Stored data
◇ ◇ ◇ ◇

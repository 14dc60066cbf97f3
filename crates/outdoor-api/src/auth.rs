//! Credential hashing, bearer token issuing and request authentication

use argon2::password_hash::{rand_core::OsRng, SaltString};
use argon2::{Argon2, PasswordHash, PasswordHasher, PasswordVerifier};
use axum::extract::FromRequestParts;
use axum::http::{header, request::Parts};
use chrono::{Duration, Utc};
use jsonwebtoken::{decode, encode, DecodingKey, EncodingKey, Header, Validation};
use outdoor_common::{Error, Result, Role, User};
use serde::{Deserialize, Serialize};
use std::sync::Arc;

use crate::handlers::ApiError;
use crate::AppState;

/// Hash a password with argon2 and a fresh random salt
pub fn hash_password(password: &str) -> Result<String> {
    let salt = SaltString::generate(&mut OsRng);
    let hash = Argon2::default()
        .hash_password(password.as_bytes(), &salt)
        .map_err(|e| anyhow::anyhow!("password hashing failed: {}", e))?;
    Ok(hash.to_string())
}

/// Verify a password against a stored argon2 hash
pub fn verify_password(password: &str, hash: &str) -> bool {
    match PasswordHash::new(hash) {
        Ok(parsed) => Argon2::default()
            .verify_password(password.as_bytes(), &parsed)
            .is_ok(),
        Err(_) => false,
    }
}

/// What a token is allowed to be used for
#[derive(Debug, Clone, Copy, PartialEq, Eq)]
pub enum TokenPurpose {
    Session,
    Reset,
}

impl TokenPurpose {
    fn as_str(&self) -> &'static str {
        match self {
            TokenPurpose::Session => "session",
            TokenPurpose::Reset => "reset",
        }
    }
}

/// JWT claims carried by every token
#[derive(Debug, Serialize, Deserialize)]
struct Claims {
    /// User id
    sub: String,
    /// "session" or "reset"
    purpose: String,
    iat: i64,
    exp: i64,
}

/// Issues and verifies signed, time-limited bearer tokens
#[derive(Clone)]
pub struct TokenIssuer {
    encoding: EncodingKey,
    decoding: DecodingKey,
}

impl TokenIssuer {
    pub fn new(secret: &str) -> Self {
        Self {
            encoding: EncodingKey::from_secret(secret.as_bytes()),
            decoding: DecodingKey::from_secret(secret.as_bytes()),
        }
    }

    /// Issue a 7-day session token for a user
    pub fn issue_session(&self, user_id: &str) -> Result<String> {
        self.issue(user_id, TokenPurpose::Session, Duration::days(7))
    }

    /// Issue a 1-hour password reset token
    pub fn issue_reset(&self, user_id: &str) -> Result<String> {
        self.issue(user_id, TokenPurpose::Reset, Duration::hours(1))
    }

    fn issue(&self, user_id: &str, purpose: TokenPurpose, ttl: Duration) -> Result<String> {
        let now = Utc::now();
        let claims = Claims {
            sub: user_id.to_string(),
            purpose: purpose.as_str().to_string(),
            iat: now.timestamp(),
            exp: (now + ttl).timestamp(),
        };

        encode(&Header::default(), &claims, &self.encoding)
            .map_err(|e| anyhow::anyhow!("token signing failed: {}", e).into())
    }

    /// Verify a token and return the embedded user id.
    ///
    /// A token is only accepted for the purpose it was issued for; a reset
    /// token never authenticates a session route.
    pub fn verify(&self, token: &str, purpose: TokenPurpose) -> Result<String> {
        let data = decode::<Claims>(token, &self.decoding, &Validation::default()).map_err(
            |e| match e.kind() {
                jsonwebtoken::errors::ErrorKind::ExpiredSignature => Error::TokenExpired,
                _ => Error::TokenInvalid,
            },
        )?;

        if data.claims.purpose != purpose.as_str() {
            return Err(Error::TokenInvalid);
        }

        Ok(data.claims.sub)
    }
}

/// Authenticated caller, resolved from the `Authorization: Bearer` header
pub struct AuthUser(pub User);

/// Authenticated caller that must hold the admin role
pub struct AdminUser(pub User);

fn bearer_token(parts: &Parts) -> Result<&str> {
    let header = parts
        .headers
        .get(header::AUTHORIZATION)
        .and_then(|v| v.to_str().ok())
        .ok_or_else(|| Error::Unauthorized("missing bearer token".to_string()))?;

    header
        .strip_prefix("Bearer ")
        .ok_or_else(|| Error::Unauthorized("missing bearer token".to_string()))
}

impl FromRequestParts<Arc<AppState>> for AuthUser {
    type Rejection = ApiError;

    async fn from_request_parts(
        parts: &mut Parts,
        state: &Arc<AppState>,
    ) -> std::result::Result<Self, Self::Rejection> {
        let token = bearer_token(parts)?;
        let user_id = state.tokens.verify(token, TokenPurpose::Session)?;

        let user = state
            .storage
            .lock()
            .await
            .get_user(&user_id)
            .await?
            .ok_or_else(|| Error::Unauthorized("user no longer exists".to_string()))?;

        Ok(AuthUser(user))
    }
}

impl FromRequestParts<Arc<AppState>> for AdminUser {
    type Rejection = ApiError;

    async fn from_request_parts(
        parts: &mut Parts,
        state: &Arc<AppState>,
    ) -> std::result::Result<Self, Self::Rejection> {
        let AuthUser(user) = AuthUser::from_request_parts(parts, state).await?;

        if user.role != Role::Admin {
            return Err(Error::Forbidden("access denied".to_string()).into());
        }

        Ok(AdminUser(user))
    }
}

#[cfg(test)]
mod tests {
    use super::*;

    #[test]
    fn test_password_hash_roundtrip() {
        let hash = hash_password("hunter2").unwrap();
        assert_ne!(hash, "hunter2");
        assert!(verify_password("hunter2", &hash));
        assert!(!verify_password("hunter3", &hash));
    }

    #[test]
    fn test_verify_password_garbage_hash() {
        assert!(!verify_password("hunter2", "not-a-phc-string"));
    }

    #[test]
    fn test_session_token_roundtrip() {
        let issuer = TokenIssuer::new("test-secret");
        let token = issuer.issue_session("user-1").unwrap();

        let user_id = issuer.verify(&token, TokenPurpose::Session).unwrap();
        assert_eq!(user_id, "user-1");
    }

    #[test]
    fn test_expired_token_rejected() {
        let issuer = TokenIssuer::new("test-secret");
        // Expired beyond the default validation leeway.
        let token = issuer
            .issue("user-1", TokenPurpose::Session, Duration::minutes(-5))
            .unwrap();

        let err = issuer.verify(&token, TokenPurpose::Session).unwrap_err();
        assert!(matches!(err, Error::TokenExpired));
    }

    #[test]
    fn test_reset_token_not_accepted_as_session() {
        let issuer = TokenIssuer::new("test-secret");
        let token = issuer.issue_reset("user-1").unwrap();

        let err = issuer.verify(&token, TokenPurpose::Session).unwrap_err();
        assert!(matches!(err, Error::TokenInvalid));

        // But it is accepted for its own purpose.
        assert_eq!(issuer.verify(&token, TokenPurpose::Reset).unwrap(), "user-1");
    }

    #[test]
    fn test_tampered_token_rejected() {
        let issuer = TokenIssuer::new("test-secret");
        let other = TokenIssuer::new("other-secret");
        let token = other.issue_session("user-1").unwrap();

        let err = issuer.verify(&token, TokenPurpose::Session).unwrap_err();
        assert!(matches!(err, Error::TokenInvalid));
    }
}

◇ ◇ ◇ ◇

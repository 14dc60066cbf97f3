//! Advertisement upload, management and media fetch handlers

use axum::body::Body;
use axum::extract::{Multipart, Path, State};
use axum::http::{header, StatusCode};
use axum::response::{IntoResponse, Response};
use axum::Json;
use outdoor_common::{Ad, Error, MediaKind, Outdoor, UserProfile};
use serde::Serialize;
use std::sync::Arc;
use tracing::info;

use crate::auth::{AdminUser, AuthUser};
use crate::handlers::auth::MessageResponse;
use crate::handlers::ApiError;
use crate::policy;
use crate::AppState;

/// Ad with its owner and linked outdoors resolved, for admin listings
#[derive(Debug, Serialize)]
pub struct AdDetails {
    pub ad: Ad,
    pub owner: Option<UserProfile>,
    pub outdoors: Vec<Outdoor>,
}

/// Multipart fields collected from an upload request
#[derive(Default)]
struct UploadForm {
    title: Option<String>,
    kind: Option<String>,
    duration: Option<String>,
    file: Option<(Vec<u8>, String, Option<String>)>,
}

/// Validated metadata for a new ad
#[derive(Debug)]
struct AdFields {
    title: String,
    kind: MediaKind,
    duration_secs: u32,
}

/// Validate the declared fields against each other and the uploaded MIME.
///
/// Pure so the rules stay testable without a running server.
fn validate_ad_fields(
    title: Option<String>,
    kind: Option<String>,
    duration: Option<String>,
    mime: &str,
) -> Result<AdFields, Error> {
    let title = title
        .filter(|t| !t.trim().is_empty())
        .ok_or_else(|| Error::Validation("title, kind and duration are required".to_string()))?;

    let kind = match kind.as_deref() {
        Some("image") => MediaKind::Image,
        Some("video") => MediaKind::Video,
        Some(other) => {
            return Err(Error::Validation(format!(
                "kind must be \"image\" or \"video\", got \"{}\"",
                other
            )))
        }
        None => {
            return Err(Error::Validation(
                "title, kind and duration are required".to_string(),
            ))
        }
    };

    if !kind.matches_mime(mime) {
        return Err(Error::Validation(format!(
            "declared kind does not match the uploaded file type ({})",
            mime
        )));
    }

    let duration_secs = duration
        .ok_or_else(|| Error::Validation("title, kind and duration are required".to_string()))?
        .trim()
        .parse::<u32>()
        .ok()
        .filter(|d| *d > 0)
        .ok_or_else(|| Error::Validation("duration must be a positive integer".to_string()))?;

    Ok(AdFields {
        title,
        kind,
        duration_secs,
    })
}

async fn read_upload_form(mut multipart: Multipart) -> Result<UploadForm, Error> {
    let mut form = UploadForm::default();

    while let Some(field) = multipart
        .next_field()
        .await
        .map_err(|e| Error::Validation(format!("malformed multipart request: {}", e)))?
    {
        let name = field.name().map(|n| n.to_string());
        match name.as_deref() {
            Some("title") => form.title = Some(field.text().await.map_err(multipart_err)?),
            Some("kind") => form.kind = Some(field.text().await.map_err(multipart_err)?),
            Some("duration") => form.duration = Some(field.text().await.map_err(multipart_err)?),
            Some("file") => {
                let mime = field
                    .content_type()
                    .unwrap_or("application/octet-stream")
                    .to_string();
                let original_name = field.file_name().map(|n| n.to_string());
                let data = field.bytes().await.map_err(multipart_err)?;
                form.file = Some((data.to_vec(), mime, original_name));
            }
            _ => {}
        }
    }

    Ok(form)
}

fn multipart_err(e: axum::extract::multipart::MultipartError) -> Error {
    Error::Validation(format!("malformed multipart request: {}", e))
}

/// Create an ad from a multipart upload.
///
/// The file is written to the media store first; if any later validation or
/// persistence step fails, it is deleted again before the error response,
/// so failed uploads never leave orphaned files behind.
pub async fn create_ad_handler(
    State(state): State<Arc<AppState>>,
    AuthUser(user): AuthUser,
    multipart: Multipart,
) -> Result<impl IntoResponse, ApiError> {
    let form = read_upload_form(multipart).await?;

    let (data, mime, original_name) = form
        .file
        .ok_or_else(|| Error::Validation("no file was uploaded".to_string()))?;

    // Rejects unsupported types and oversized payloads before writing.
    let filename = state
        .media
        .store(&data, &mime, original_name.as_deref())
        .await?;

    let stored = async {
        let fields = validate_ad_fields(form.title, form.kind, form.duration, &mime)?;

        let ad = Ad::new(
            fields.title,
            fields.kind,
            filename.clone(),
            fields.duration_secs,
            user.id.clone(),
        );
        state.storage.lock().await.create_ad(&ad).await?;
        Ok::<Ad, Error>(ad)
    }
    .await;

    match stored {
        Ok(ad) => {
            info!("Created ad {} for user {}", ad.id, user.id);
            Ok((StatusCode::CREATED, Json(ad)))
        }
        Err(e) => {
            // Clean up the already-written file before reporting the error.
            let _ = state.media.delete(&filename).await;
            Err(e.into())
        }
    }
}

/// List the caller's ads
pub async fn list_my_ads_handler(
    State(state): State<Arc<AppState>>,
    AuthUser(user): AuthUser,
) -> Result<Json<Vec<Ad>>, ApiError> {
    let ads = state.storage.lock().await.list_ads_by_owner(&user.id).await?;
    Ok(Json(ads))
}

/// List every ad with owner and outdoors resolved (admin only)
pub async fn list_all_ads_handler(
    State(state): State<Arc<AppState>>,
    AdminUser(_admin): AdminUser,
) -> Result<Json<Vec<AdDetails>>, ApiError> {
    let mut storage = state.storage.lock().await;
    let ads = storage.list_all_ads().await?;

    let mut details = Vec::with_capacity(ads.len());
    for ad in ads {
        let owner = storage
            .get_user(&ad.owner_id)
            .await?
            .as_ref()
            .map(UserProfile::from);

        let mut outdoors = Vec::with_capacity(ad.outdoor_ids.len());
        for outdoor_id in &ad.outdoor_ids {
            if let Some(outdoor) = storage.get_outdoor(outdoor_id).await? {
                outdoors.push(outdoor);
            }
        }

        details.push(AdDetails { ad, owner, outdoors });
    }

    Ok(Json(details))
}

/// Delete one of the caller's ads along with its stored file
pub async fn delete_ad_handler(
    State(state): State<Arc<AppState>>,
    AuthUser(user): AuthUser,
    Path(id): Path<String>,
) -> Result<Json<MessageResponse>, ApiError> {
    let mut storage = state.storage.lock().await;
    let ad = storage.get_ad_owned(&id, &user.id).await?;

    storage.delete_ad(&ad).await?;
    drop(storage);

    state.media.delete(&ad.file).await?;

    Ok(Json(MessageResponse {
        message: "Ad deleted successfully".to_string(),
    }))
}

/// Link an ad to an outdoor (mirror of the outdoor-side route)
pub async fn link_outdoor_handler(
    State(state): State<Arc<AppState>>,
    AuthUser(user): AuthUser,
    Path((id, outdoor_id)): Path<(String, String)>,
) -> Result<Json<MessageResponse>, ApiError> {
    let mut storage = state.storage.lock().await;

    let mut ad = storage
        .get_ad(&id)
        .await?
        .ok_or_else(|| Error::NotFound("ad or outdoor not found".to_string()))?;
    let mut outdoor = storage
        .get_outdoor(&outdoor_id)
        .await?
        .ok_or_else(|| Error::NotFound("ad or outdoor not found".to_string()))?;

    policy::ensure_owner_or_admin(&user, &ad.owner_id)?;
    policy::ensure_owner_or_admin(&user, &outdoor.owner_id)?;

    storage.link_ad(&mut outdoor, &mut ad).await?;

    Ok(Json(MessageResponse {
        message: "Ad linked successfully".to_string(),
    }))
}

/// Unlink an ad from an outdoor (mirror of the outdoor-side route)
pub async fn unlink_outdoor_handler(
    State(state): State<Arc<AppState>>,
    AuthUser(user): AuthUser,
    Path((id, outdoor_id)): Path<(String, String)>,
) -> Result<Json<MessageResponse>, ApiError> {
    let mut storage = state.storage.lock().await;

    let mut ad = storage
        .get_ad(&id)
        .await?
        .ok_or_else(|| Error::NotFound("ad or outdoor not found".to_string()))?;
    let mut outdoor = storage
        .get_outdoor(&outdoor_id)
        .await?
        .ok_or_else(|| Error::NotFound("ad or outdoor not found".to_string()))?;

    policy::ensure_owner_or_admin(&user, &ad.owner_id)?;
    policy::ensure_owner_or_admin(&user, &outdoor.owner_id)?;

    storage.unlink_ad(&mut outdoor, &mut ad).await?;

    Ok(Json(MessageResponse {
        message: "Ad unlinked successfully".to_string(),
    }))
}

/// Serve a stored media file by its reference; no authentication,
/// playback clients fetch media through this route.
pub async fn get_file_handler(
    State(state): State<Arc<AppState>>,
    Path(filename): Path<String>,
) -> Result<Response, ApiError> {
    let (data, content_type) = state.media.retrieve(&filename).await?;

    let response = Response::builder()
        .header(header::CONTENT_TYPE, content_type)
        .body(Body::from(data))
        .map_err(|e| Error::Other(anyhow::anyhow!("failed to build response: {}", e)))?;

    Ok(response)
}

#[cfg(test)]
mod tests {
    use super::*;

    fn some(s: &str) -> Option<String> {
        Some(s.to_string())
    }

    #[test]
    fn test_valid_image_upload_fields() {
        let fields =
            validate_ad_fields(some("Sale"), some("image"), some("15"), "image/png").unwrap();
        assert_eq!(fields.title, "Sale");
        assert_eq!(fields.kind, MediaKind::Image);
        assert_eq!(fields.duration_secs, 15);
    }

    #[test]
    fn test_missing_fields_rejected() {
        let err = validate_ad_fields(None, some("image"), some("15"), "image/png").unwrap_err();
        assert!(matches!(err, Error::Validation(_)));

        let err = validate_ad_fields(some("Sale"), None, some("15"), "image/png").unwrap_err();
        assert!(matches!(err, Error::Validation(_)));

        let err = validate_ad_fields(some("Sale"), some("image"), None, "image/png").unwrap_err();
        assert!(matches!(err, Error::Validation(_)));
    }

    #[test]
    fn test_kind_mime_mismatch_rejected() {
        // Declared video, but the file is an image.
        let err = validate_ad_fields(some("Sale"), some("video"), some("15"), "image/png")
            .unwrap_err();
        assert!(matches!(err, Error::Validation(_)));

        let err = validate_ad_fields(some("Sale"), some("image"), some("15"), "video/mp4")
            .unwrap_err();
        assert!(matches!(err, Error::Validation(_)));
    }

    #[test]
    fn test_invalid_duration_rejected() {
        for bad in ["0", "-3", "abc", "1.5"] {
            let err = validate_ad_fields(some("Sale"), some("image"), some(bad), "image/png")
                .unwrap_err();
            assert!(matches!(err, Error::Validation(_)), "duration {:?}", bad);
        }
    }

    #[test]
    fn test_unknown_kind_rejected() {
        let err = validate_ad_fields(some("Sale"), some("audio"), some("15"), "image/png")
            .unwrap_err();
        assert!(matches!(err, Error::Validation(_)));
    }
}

◇ ◇ ◇ ◇

Problem to work on: In the records, which lines mention the word "outdoors"? Copy those lines.

Result for this exercise:
/// Ad with its owner and linked outdoors resolved, for admin listings
    pub outdoors: Vec<Outdoor>,
/// List every ad with owner and outdoors resolved (admin only)
        let mut outdoors = Vec::with_capacity(ad.outdoor_ids.len());
                outdoors.push(outdoor);
        details.push(AdDetails { ad, owner, outdoors });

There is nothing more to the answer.